*** Supplied entries Section Begins ***

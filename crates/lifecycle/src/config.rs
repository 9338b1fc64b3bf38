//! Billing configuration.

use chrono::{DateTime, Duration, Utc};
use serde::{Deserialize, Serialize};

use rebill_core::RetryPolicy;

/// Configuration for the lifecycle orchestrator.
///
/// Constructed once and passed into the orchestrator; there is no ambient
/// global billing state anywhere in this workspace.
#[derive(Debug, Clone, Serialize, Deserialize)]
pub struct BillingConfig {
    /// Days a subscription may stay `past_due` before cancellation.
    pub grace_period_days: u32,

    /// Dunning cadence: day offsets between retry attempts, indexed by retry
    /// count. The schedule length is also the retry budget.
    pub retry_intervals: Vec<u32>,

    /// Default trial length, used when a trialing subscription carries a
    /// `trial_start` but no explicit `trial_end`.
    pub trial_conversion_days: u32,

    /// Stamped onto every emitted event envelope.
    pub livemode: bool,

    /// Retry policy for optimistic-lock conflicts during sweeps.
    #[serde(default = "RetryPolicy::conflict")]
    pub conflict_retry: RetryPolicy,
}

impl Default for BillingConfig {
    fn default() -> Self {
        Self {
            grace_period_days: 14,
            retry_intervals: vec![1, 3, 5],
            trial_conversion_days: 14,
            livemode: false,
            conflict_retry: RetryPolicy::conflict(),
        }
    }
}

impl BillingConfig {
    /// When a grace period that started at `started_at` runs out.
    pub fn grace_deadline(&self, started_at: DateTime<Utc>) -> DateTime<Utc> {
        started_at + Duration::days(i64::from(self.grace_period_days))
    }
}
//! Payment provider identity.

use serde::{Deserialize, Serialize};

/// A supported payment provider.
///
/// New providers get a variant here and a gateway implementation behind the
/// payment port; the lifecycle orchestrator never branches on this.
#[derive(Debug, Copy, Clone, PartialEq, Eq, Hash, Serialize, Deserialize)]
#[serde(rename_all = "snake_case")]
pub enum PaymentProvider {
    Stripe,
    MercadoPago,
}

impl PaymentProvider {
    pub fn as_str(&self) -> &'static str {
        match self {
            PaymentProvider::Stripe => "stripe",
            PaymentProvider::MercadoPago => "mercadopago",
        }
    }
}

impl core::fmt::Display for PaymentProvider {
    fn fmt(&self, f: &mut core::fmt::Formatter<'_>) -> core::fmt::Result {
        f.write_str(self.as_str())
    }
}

*** Supplied entries Section Ends ***
*** Supplied entries Section Begins ***

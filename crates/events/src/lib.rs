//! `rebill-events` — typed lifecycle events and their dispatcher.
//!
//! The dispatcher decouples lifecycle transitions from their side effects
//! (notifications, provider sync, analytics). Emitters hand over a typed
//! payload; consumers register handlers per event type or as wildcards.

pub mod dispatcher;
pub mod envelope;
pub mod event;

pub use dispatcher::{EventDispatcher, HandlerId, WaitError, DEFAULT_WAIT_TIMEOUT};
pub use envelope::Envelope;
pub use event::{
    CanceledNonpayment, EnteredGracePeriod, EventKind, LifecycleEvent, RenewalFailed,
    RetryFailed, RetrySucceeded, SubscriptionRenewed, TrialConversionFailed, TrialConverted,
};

*** Supplied entries Section Ends ***
*** Supplied entries Section Begins ***

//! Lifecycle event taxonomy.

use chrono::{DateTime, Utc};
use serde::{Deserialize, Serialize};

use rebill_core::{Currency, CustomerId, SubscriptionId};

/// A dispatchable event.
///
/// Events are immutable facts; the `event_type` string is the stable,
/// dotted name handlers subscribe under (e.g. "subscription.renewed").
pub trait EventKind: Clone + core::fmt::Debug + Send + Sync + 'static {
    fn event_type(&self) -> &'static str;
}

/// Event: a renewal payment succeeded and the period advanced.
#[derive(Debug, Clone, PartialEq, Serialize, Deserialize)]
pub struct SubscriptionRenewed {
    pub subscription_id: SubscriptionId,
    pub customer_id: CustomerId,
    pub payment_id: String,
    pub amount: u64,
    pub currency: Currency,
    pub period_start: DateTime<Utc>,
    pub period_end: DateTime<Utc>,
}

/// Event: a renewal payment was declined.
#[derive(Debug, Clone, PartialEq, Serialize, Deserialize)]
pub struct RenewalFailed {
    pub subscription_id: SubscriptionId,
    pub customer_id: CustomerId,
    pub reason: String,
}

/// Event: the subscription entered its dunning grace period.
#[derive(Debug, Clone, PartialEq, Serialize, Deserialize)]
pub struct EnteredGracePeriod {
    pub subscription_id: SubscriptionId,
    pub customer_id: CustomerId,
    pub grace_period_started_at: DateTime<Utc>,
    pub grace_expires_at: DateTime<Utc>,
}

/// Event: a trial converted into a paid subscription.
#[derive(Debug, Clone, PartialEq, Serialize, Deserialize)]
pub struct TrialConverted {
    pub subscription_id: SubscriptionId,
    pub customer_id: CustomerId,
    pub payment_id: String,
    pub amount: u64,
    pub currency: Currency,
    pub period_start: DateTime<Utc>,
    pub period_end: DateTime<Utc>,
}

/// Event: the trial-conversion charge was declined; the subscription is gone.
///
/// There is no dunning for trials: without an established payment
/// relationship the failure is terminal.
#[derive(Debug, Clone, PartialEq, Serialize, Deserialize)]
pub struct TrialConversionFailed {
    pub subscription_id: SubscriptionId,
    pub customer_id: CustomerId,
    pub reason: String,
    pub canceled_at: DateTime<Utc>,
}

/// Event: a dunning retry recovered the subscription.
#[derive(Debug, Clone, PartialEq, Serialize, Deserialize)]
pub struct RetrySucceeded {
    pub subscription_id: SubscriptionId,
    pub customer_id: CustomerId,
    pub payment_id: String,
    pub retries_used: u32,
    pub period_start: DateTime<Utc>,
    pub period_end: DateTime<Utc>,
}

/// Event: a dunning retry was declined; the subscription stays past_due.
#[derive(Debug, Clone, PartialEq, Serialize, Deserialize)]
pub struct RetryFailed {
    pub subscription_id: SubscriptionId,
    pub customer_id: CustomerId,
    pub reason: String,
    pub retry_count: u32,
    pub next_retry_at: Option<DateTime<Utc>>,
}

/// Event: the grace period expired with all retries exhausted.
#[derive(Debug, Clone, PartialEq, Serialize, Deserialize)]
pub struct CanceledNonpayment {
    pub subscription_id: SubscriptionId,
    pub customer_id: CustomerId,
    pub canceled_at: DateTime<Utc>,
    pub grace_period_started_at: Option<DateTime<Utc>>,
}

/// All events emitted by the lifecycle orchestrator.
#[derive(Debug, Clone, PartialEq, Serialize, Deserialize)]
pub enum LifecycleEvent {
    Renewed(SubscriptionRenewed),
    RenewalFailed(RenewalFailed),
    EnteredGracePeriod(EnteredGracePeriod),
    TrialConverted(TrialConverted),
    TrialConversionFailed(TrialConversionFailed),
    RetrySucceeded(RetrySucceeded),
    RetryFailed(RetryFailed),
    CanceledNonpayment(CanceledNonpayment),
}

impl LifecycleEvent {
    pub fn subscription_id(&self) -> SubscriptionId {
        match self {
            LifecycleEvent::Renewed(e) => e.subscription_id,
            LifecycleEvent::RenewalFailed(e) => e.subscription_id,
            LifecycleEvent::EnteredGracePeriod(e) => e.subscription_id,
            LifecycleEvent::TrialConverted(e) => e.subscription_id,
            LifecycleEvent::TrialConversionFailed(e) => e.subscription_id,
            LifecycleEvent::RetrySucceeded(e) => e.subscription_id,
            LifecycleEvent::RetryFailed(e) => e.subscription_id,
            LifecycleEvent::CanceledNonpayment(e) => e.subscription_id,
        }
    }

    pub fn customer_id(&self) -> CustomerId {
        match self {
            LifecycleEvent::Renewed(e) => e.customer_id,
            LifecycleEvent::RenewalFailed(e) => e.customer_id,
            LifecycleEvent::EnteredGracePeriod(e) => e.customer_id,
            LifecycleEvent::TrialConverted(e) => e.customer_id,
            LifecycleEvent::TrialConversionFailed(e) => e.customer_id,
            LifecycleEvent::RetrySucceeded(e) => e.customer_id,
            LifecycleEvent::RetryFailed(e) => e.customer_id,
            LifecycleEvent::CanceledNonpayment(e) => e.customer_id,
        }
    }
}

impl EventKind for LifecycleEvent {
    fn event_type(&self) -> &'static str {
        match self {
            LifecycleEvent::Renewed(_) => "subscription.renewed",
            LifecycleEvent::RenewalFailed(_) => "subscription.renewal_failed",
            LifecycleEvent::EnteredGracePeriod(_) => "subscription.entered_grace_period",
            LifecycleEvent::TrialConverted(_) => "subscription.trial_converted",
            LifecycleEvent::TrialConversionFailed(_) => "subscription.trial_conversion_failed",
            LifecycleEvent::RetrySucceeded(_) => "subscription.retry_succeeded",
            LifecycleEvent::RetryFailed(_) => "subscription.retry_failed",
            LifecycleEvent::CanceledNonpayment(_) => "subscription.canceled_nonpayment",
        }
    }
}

*** Supplied entries Section Ends ***

**Your assignment**.
Lines with the word "length" in them are the answer; report each one from the data.

**Result of the task**.
    /// count. The schedule length is also the retry budget.
    /// Default trial length, used when a trialing subscription carries a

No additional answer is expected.